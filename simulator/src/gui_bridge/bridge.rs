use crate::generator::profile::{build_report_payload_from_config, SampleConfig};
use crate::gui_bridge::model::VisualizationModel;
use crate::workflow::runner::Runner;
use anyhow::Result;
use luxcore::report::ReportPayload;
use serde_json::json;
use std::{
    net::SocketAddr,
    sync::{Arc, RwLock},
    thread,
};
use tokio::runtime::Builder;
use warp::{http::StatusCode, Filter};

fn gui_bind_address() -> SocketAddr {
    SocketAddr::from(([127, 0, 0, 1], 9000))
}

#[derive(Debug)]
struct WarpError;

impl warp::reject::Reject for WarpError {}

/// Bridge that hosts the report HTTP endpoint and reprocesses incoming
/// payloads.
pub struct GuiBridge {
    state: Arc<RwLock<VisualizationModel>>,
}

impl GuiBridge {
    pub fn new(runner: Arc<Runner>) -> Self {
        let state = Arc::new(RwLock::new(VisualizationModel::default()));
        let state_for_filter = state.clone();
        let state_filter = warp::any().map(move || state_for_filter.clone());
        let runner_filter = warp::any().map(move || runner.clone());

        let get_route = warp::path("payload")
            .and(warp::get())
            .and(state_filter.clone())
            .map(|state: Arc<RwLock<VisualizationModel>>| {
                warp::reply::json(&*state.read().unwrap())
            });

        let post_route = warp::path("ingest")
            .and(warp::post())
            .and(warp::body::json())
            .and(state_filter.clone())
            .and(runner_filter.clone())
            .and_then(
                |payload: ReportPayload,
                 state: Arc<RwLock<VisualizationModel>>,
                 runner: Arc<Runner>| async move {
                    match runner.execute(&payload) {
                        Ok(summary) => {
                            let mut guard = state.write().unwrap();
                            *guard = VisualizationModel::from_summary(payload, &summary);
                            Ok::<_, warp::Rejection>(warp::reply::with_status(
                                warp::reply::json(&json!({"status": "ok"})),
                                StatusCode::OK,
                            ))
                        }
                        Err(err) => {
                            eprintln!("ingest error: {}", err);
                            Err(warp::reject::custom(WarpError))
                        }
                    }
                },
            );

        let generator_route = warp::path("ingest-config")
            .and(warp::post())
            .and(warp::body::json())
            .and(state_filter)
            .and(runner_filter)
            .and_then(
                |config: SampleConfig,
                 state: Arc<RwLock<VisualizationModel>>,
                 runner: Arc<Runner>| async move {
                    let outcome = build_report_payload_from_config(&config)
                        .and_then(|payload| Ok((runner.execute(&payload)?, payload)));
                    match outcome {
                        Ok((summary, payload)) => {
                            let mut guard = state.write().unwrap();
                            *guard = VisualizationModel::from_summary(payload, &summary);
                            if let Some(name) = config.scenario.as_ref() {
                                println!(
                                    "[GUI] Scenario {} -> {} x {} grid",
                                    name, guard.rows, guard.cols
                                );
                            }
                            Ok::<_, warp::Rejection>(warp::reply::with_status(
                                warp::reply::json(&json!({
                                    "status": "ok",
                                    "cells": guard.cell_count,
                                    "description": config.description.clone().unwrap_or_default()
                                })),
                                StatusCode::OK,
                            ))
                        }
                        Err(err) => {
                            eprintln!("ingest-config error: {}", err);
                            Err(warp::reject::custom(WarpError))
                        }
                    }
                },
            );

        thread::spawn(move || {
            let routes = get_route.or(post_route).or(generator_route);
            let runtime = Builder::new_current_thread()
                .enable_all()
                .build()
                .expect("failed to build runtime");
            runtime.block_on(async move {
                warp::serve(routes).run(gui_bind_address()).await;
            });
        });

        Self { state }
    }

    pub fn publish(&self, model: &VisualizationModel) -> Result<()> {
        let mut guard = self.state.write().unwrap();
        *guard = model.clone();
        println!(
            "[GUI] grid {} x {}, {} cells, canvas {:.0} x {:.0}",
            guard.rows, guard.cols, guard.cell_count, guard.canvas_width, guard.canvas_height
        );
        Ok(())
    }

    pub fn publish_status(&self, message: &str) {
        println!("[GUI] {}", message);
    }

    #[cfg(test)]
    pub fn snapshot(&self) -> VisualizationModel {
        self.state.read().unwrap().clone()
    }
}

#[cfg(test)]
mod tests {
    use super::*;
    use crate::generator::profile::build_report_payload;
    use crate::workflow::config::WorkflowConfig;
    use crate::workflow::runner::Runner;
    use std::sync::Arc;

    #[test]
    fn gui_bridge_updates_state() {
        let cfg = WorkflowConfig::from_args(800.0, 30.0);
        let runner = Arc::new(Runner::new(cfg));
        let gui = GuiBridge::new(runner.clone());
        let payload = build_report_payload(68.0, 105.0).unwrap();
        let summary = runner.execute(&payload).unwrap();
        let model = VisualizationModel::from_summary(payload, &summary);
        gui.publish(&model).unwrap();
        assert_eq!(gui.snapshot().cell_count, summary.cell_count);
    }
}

====================

Exercise brief -> Copy out the material word for word and line for line.

Response area ->
filename simulator/src/gui_bridge/bridge.rs
use crate::generator::profile::{build_report_payload_from_config, SampleConfig};
use crate::gui_bridge::model::VisualizationModel;
use crate::workflow::runner::Runner;
use anyhow::Result;
use luxcore::report::ReportPayload;
use serde_json::json;
use std::{
    net::SocketAddr,
    sync::{Arc, RwLock},
    thread,
};
use tokio::runtime::Builder;
use warp::{http::StatusCode, Filter};

fn gui_bind_address() -> SocketAddr {
    SocketAddr::from(([127, 0, 0, 1], 9000))
}

#[derive(Debug)]
struct WarpError;

impl warp::reject::Reject for WarpError {}

/// Bridge that hosts the report HTTP endpoint and reprocesses incoming
/// payloads.
pub struct GuiBridge {
    state: Arc<RwLock<VisualizationModel>>,
}

impl GuiBridge {
    pub fn new(runner: Arc<Runner>) -> Self {
        let state = Arc::new(RwLock::new(VisualizationModel::default()));
        let state_for_filter = state.clone();
        let state_filter = warp::any().map(move || state_for_filter.clone());
        let runner_filter = warp::any().map(move || runner.clone());

        let get_route = warp::path("payload")
            .and(warp::get())
            .and(state_filter.clone())
            .map(|state: Arc<RwLock<VisualizationModel>>| {
                warp::reply::json(&*state.read().unwrap())
            });

        let post_route = warp::path("ingest")
            .and(warp::post())
            .and(warp::body::json())
            .and(state_filter.clone())
            .and(runner_filter.clone())
            .and_then(
                |payload: ReportPayload,
                 state: Arc<RwLock<VisualizationModel>>,
                 runner: Arc<Runner>| async move {
                    match runner.execute(&payload) {
                        Ok(summary) => {
                            let mut guard = state.write().unwrap();
                            *guard = VisualizationModel::from_summary(payload, &summary);
                            Ok::<_, warp::Rejection>(warp::reply::with_status(
                                warp::reply::json(&json!({"status": "ok"})),
                                StatusCode::OK,
                            ))
                        }
                        Err(err) => {
                            eprintln!("ingest error: {}", err);
                            Err(warp::reject::custom(WarpError))
                        }
                    }
                },
            );

        let generator_route = warp::path("ingest-config")
            .and(warp::post())
            .and(warp::body::json())
            .and(state_filter)
            .and(runner_filter)
            .and_then(
                |config: SampleConfig,
                 state: Arc<RwLock<VisualizationModel>>,
                 runner: Arc<Runner>| async move {
                    let outcome = build_report_payload_from_config(&config)
                        .and_then(|payload| Ok((runner.execute(&payload)?, payload)));
                    match outcome {
                        Ok((summary, payload)) => {
                            let mut guard = state.write().unwrap();
                            *guard = VisualizationModel::from_summary(payload, &summary);
                            if let Some(name) = config.scenario.as_ref() {
                                println!(
                                    "[GUI] Scenario {} -> {} x {} grid",
                                    name, guard.rows, guard.cols
                                );
                            }
                            Ok::<_, warp::Rejection>(warp::reply::with_status(
                                warp::reply::json(&json!({
                                    "status": "ok",
                                    "cells": guard.cell_count,
                                    "description": config.description.clone().unwrap_or_default()
                                })),
                                StatusCode::OK,
                            ))
                        }
                        Err(err) => {
                            eprintln!("ingest-config error: {}", err);
                            Err(warp::reject::custom(WarpError))
                        }
                    }
                },
            );

        thread::spawn(move || {
            let routes = get_route.or(post_route).or(generator_route);
            let runtime = Builder::new_current_thread()
                .enable_all()
                .build()
                .expect("failed to build runtime");
            runtime.block_on(async move {
                warp::serve(routes).run(gui_bind_address()).await;
            });
        });

        Self { state }
    }

    pub fn publish(&self, model: &VisualizationModel) -> Result<()> {
        let mut guard = self.state.write().unwrap();
        *guard = model.clone();
        println!(
            "[GUI] grid {} x {}, {} cells, canvas {:.0} x {:.0}",
            guard.rows, guard.cols, guard.cell_count, guard.canvas_width, guard.canvas_height
        );
        Ok(())
    }

    pub fn publish_status(&self, message: &str) {
        println!("[GUI] {}", message);
    }

    #[cfg(test)]
    pub fn snapshot(&self) -> VisualizationModel {
        self.state.read().unwrap().clone()
    }
}

#[cfg(test)]
mod tests {
    use super::*;
    use crate::generator::profile::build_report_payload;
    use crate::workflow::config::WorkflowConfig;
    use crate::workflow::runner::Runner;
    use std::sync::Arc;

    #[test]
    fn gui_bridge_updates_state() {
        let cfg = WorkflowConfig::from_args(800.0, 30.0);
        let runner = Arc::new(Runner::new(cfg));
        let gui = GuiBridge::new(runner.clone());
        let payload = build_report_payload(68.0, 105.0).unwrap();
        let summary = runner.execute(&payload).unwrap();
        let model = VisualizationModel::from_summary(payload, &summary);
        gui.publish(&model).unwrap();
        assert_eq!(gui.snapshot().cell_count, summary.cell_count);
    }
}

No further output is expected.